I need to plot a scatter graph for a Astrophysics project report. This graph is a plot of ‘colour’ against ‘spectral type’
On the Y-axis is ‘J-K’, a numerical value, and X-axis is ‘Spectral type, which ranges from M7, M7.5, M8.5, M9, M9.5, L0, L0.5, L1, L1.5, L2, L2.5 etc. This paper on page 86 provides an example of what I want to replicate: https://arxiv.org/pdf/1108.4677
Whilst I have managed to plot this graph for one csv file dataset, (I changed the spectral types M8, L3 etc to numerical values and will photo-shop the correct label) I need to add on a second set of data onto the same graph but mark them differently. For my masters project I have discovered new astronomical objects and need to compare them to previously known objects. I though the best way of doing this is to how old, known data in blue, and new data in red, on the same colour-spectral type graph.
I know this is something that should be very simply, but for the life of me I can’t work it out myself and can’t find a clear answer online.
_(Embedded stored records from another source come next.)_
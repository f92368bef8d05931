//! The graph store abstraction.
//!
//! One interface over interchangeable backends so analysis logic stays
//! backend-agnostic: node/edge CRUD, filtered queries, path search,
//! naive community detection, and summary metrics. A factory selects the
//! concrete backend from a configuration tag.

use std::collections::HashMap;
use std::path::PathBuf;

use async_trait::async_trait;
use serde::{Deserialize, Serialize};

use crate::core::errors::{GordianError, Result};
use crate::graph::node::{DependencyNode, GraphEdge, NodeType};
use crate::store::json_file::JsonFileStore;
use crate::store::memory::MemoryGraphStore;
use crate::store::neo4j::Neo4jStore;

/// Filtered graph query.
///
/// Filters compose: node type, edge type, and property equality all apply;
/// `start` + `depth` restrict results to the traversal neighborhood of one
/// node; `limit` truncates the result set.
#[derive(Debug, Clone, Default, Serialize, Deserialize)]
pub struct GraphQuery {
    /// Only nodes of this type
    pub node_type: Option<NodeType>,
    /// Only edges of this type
    pub edge_type: Option<String>,
    /// Property-equality filters, matched against the node's serialized
    /// fields (top level or `metadata.*`)
    #[serde(default)]
    pub properties: HashMap<String, serde_json::Value>,
    /// Traversal start node id
    pub start: Option<String>,
    /// Maximum traversal depth from `start` (edges followed outward)
    pub depth: Option<usize>,
    /// Maximum number of nodes returned
    pub limit: Option<usize>,
}

/// Result of a [`GraphQuery`]: matching nodes plus the edges between them.
#[derive(Debug, Clone, Default, Serialize, Deserialize)]
pub struct QueryResult {
    /// Matching nodes
    pub nodes: Vec<DependencyNode>,
    /// Edges whose endpoints are both in `nodes`
    pub edges: Vec<GraphEdge>,
}

/// One path through the graph.
#[derive(Debug, Clone, Serialize, Deserialize)]
pub struct GraphPath {
    /// Node ids along the path, source first
    pub nodes: Vec<String>,
    /// Edge keys along the path
    pub edges: Vec<String>,
    /// Accumulated cost, `1 - edge.weight` per hop, so higher-weight edges
    /// are cheaper
    pub total_weight: f64,
}

/// A connected component of the graph.
///
/// Not modularity-based community detection: each undirected connected
/// component is one community.
#[derive(Debug, Clone, Serialize, Deserialize)]
pub struct Community {
    /// Stable community identifier within one detection run
    pub id: String,
    /// Node ids in this component
    pub members: Vec<String>,
    /// Component size
    pub size: usize,
}

/// Summary metrics over the stored graph.
#[derive(Debug, Clone, Default, Serialize, Deserialize)]
pub struct StoreMetrics {
    /// Total nodes
    pub node_count: usize,
    /// Total edges
    pub edge_count: usize,
    /// Mean out-degree
    pub average_degree: f64,
    /// Edge count over the maximum possible directed edge count
    pub density: f64,
    /// Number of connected components
    pub community_count: usize,
}

/// Uniform interface over graph storage backends.
///
/// `connect` failures propagate as errors and are fatal for that backend
/// choice; the abstraction performs no automatic fallback.
#[async_trait]
pub trait GraphStore: Send + Sync {
    /// Backend identifier used in logs and errors.
    fn backend_name(&self) -> &'static str;

    /// Open the backend (load persisted state, check connectivity).
    async fn connect(&mut self) -> Result<()>;

    /// Close the backend (persist state where applicable).
    async fn disconnect(&mut self) -> Result<()>;

    /// Insert or replace a node.
    async fn add_node(&mut self, node: DependencyNode) -> Result<()>;

    /// Remove a node and its incident edges. Unknown ids are a no-op.
    async fn remove_node(&mut self, id: &str) -> Result<()>;

    /// Insert an edge. Both endpoints must already exist.
    async fn add_edge(&mut self, edge: GraphEdge) -> Result<()>;

    /// Remove an edge by key. Unknown keys are a no-op.
    async fn remove_edge(&mut self, key: &str) -> Result<()>;

    /// Run a filtered query.
    async fn query(&self, query: &GraphQuery) -> Result<QueryResult>;

    /// Breadth-first shortest path. Returns `Ok(None)` when the endpoints
    /// are disconnected or unknown; never an error.
    async fn find_shortest_path(&self, source: &str, target: &str) -> Result<Option<GraphPath>>;

    /// Enumerate every simple path up to `max_depth` edges.
    async fn find_all_paths(
        &self,
        source: &str,
        target: &str,
        max_depth: usize,
    ) -> Result<Vec<GraphPath>>;

    /// Connected-components pass over the undirected graph.
    async fn detect_communities(&self) -> Result<Vec<Community>>;

    /// Summary metrics for the stored graph.
    async fn summary_metrics(&self) -> Result<StoreMetrics>;
}

/// Backend selection tag plus backend-specific settings.
#[derive(Debug, Clone, Serialize, Deserialize)]
#[serde(tag = "backend", rename_all = "kebab-case")]
pub enum StoreBackend {
    /// Volatile in-memory adjacency structure
    InMemory,
    /// In-memory semantics persisted to a JSON file across
    /// connect/disconnect boundaries
    JsonFile {
        /// Path of the persisted graph document
        path: PathBuf,
    },
    /// External graph database reached over its HTTP Cypher endpoint
    Neo4j {
        /// Base URI, e.g. `http://localhost:7474`
        uri: String,
        /// Basic-auth username
        username: String,
        /// Basic-auth password
        password: String,
        /// Database name, defaults to `neo4j`
        #[serde(default)]
        database: Option<String>,
    },
}

impl Default for StoreBackend {
    fn default() -> Self {
        Self::InMemory
    }
}

/// Graph store configuration section.
#[derive(Debug, Clone, Default, Serialize, Deserialize)]
pub struct StoreConfig {
    /// Selected backend and its settings
    #[serde(flatten)]
    pub backend: StoreBackend,
}

impl StoreConfig {
    /// Validate backend-specific settings.
    pub fn validate(&self) -> Result<()> {
        match &self.backend {
            StoreBackend::InMemory => Ok(()),
            StoreBackend::JsonFile { path } => {
                if path.as_os_str().is_empty() {
                    Err(GordianError::config_field(
                        "json-file backend requires a path",
                        "store.path",
                    ))
                } else {
                    Ok(())
                }
            }
            StoreBackend::Neo4j { uri, .. } => {
                if uri.is_empty() {
                    Err(GordianError::config_field(
                        "neo4j backend requires a uri",
                        "store.uri",
                    ))
                } else {
                    Ok(())
                }
            }
        }
    }
}

/// Construct the concrete backend selected by `config`.
///
/// Calling code is written once against [`GraphStore`]; only this factory
/// knows the concrete types.
pub fn create_store(config: &StoreConfig) -> Result<Box<dyn GraphStore>> {
    config.validate()?;
    let store: Box<dyn GraphStore> = match &config.backend {
        StoreBackend::InMemory => Box::new(MemoryGraphStore::new()),
        StoreBackend::JsonFile { path } => Box::new(JsonFileStore::new(path.clone())),
        StoreBackend::Neo4j {
            uri,
            username,
            password,
            database,
        } => Box::new(Neo4jStore::new(
            uri.clone(),
            username.clone(),
            password.clone(),
            database.clone(),
        )),
    };
    Ok(store)
}

#[cfg(test)]
mod tests {
    use super::*;

    #[test]
    fn factory_selects_backend_from_tag() {
        let config: StoreConfig = serde_yaml::from_str("backend: in-memory").unwrap();
        let store = create_store(&config).unwrap();
        assert_eq!(store.backend_name(), "in-memory");

        let config: StoreConfig =
            serde_yaml::from_str("backend: json-file\npath: /tmp/graph.json").unwrap();
        let store = create_store(&config).unwrap();
        assert_eq!(store.backend_name(), "json-file");

        let config: StoreConfig = serde_yaml::from_str(
            "backend: neo4j\nuri: http://localhost:7474\nusername: neo4j\npassword: secret",
        )
        .unwrap();
        let store = create_store(&config).unwrap();
        assert_eq!(store.backend_name(), "neo4j");
    }

    #[test]
    fn unknown_backend_tag_is_a_deserialization_error() {
        let parsed: std::result::Result<StoreConfig, _> = serde_yaml::from_str("backend: redis");
        assert!(parsed.is_err());
    }

    #[test]
    fn json_file_backend_requires_a_path() {
        let config = StoreConfig {
            backend: StoreBackend::JsonFile {
                path: PathBuf::new(),
            },
        };
        assert!(config.validate().is_err());
    }
}
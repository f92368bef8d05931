//! Top-level analysis engine.
//!
//! [`GordianEngine`] wires the pipeline together: scan and build the
//! dependency graph, detect cycles, and assemble the report. The engine
//! retains the graph of its most recent run, so the per-file projections
//! (`cycles_for_file`, `is_file_in_cycle`, `visualization`) and the store
//! export read from that snapshot without re-analyzing. Each run replaces
//! the snapshot wholesale; nothing is mutated in place between runs.

use std::collections::HashSet;
use std::path::Path;

use serde::{Deserialize, Serialize};
use tracing::info;

use crate::core::config::GordianConfig;
use crate::core::errors::Result;
use crate::graph::builder::GraphBuilder;
use crate::graph::cycles::{CircularDependency, CycleDetector};
use crate::graph::node::{node_id_for_path, DependencyGraph, NodeType};
use crate::io::reports::{AnalysisReport, ReportGenerator};
use crate::store::GraphStore;

/// One node in the visualization export.
#[derive(Debug, Clone, Serialize, Deserialize)]
pub struct VisualNode {
    /// Node id
    pub id: String,
    /// Short display name
    pub name: String,
    /// Source file path
    pub path: String,
    /// Node classification
    #[serde(rename = "type")]
    pub node_type: NodeType,
    /// Whether this node sits on at least one cycle
    pub in_cycle: bool,
}

/// One edge in the visualization export.
#[derive(Debug, Clone, Serialize, Deserialize)]
pub struct VisualEdge {
    /// Source node id
    pub source: String,
    /// Target node id
    pub target: String,
    /// Whether this edge closes or continues a cycle
    pub in_cycle: bool,
}

/// Nodes and edges with cycle-membership flags, shaped for rendering.
#[derive(Debug, Clone, Default, Serialize, Deserialize)]
pub struct GraphVisualization {
    /// All nodes
    pub nodes: Vec<VisualNode>,
    /// All edges
    pub edges: Vec<VisualEdge>,
}

/// Orchestrates scanning, graph construction, cycle detection and
/// reporting for one project root at a time.
#[derive(Debug)]
pub struct GordianEngine {
    config: GordianConfig,
    graph: DependencyGraph,
}

impl GordianEngine {
    /// Create an engine after validating the configuration.
    pub fn new(config: GordianConfig) -> Result<Self> {
        config.validate()?;
        Ok(Self {
            config,
            graph: DependencyGraph::new(),
        })
    }

    /// Run the full pipeline over `root` and return the report. The built
    /// graph replaces any previous run's snapshot.
    pub async fn analyze_directory(&mut self, root: impl AsRef<Path>) -> Result<AnalysisReport> {
        let root = root.as_ref();
        info!(root = %root.display(), "starting dependency analysis");

        let builder = GraphBuilder::new(&self.config.analysis)?;
        let mut graph = builder.build(root)?;

        let cycles = CycleDetector::new().detect(&graph);
        info!(cycles = cycles.len(), "cycle detection complete");
        graph.set_cycles(cycles);

        let report =
            ReportGenerator::new(self.config.report.clone()).generate(&root.display().to_string(), &graph);
        self.graph = graph;
        Ok(report)
    }

    /// The graph snapshot from the most recent run.
    pub fn graph(&self) -> &DependencyGraph {
        &self.graph
    }

    /// Cycles that pass through the given file.
    pub fn cycles_for_file(&self, path: &str) -> Vec<&CircularDependency> {
        let id = node_id_for_path(path);
        self.graph
            .cycles
            .iter()
            .filter(|c| c.cycle.contains(&id))
            .collect()
    }

    /// Whether the given file sits on any detected cycle.
    pub fn is_file_in_cycle(&self, path: &str) -> bool {
        !self.cycles_for_file(path).is_empty()
    }

    /// Export the current graph with cycle-membership flags for rendering.
    pub fn visualization(&self) -> GraphVisualization {
        let mut cyclic_nodes: HashSet<&str> = HashSet::new();
        let mut cyclic_edges: HashSet<(&str, &str)> = HashSet::new();
        for cycle in &self.graph.cycles {
            for (index, id) in cycle.cycle.iter().enumerate() {
                cyclic_nodes.insert(id);
                let next = &cycle.cycle[(index + 1) % cycle.cycle.len()];
                cyclic_edges.insert((id, next));
            }
        }

        GraphVisualization {
            nodes: self
                .graph
                .nodes
                .values()
                .map(|node| VisualNode {
                    id: node.id.clone(),
                    name: node.name.clone(),
                    path: node.path.clone(),
                    node_type: node.node_type,
                    in_cycle: cyclic_nodes.contains(node.id.as_str()),
                })
                .collect(),
            edges: self
                .graph
                .edges
                .values()
                .map(|edge| VisualEdge {
                    source: edge.source.clone(),
                    target: edge.target.clone(),
                    in_cycle: cyclic_edges
                        .contains(&(edge.source.as_str(), edge.target.as_str())),
                })
                .collect(),
        }
    }

    /// Push the current graph through a store backend: connect, write every
    /// node then every edge, disconnect.
    pub async fn export_to_store(&self, store: &mut dyn GraphStore) -> Result<()> {
        store.connect().await?;
        for node in self.graph.nodes.values() {
            store.add_node(node.clone()).await?;
        }
        for edge in self.graph.edges.values() {
            store.add_edge(edge.clone()).await?;
        }
        store.disconnect().await?;
        info!(
            backend = store.backend_name(),
            nodes = self.graph.nodes.len(),
            edges = self.graph.edges.len(),
            "graph exported to store"
        );
        Ok(())
    }
}

#[cfg(test)]
mod tests {
    use super::*;
    use crate::graph::cycles::normalized_cycle_id;
    use crate::graph::node::{DependencyNode, GraphEdge, NodeMetadata};
    use std::fs;
    use tempfile::TempDir;

    fn write_file(dir: &TempDir, name: &str, content: &str) {
        fs::write(dir.path().join(name), content).unwrap();
    }

    #[tokio::test]
    async fn analyze_directory_reports_a_two_file_cycle() {
        let dir = TempDir::new().unwrap();
        write_file(&dir, "a.ts", "import { b } from './b';\nexport const a = 1;\n");
        write_file(&dir, "b.ts", "import { a } from './a';\nexport const b = 2;\n");

        let mut engine = GordianEngine::new(GordianConfig::default()).unwrap();
        let report = engine.analyze_directory(dir.path()).await.unwrap();

        assert_eq!(report.total_cycles, 1);
        assert_eq!(report.files_scanned, 2);
        assert!(report.health_score < 100.0);
        assert!(engine.is_file_in_cycle(&dir.path().join("a.ts").display().to_string()));
    }

    #[tokio::test]
    async fn projections_are_empty_before_any_run() {
        let engine = GordianEngine::new(GordianConfig::default()).unwrap();
        assert!(!engine.is_file_in_cycle("src/a.ts"));
        assert!(engine.visualization().nodes.is_empty());
    }

    #[test]
    fn visualization_flags_cycle_membership() {
        let mut engine = GordianEngine::new(GordianConfig::default()).unwrap();
        let mut graph = DependencyGraph::new();
        for path in ["a.ts", "b.ts", "c.ts"] {
            graph.insert_node(DependencyNode::file(path, NodeMetadata::degraded()));
        }
        let a = node_id_for_path("a.ts");
        let b = node_id_for_path("b.ts");
        let c = node_id_for_path("c.ts");
        for (source, target) in [(&a, &b), (&b, &a), (&b, &c)] {
            graph
                .nodes
                .get_mut(source.as_str())
                .unwrap()
                .dependencies
                .push(target.clone());
            graph.insert_edge(GraphEdge::import(source.clone(), target.clone()));
        }

        let cycle = vec![a.clone(), b.clone()];
        let detected = CycleDetector::new().detect(&graph);
        assert_eq!(detected.len(), 1);
        assert_eq!(detected[0].id, normalized_cycle_id(&cycle));
        graph.set_cycles(detected);
        engine.graph = graph;

        let viz = engine.visualization();
        let flagged: Vec<_> = viz.nodes.iter().filter(|n| n.in_cycle).collect();
        assert_eq!(flagged.len(), 2);
        let plain_edge = viz
            .edges
            .iter()
            .find(|e| e.source == b && e.target == c)
            .unwrap();
        assert!(!plain_edge.in_cycle);
        let cyclic_edge = viz.edges.iter().find(|e| e.source == a).unwrap();
        assert!(cyclic_edge.in_cycle);
    }
}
my csv file data looks like this:
My newly discovered objects
A sample of known objects, the full file has 200 objects
Here is the code I successfully used to plot one csv file.
import pandas as pd
import matplotlib.pyplot as plt
df = pd.read_csv('Known BDs (J-K).csv')
names = df['Name']
spectral_types = df['Spectral type']
j_minus_k = df['J-K']
err_j_minus_k = df['J-K err']
numeric_spectral_types = []
for st in spectral_types:
try:
numeric_spectral_types.append(float(st[1:])) # Extract numeric part and convert to float
except ValueError:
numeric_spectral_types.append(float('nan')) # If conversion fails, set to NaN
plt.errorbar(numeric_spectral_types, j_minus_k, yerr=err_j_minus_k, fmt='o', markersize=5, capsize=3)
plt.ylabel('J-K')
plt.xlabel('Spectral type')
plt.xlabel('Spectral type')
plt.ylabel('J-K')
plt.title('Scatter Plot of J-K vs. Spectral type with Error Bars')
plt.grid(True)
plt.tight_layout()
plt.show()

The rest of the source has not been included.